EXERCISE GOAL: Repeat exactly the lines from the line containing "fn delete_property(&self, name: &str)" through the last line of the records below, inclusive, and nothing else.

+++ SUPPLIED DATA +++

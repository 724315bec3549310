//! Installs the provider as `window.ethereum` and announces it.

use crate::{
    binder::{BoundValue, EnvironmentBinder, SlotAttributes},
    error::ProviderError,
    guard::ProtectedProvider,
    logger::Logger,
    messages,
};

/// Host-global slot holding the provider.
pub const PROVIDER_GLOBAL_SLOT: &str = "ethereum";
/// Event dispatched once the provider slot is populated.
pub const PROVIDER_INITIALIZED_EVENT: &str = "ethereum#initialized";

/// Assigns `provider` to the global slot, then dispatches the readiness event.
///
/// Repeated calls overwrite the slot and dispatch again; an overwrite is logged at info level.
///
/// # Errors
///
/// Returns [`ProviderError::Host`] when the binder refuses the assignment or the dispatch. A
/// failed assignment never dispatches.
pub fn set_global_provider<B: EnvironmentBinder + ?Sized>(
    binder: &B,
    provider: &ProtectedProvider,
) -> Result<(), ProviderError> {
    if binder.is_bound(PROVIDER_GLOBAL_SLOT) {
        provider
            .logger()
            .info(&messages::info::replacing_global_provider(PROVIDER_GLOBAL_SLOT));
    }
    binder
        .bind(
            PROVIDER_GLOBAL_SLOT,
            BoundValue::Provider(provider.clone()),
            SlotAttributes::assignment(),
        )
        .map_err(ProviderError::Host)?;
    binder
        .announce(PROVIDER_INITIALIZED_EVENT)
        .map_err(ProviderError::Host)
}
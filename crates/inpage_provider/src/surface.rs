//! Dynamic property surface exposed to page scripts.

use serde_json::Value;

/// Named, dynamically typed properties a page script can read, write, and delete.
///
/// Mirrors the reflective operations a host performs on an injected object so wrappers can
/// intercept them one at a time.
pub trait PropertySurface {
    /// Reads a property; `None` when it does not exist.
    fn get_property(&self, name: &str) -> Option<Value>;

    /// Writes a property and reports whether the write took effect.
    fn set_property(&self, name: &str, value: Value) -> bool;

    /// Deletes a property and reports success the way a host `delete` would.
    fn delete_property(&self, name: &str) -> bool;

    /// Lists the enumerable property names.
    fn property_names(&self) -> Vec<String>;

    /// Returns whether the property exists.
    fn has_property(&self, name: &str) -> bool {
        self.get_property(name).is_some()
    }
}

+++

TASK ANSWER:
    fn delete_property(&self, name: &str) -> bool;

    /// Lists the enumerable property names.
    fn property_names(&self) -> Vec<String>;

    /// Returns whether the property exists.
    fn has_property(&self, name: &str) -> bool {
        self.get_property(name).is_some()
    }
}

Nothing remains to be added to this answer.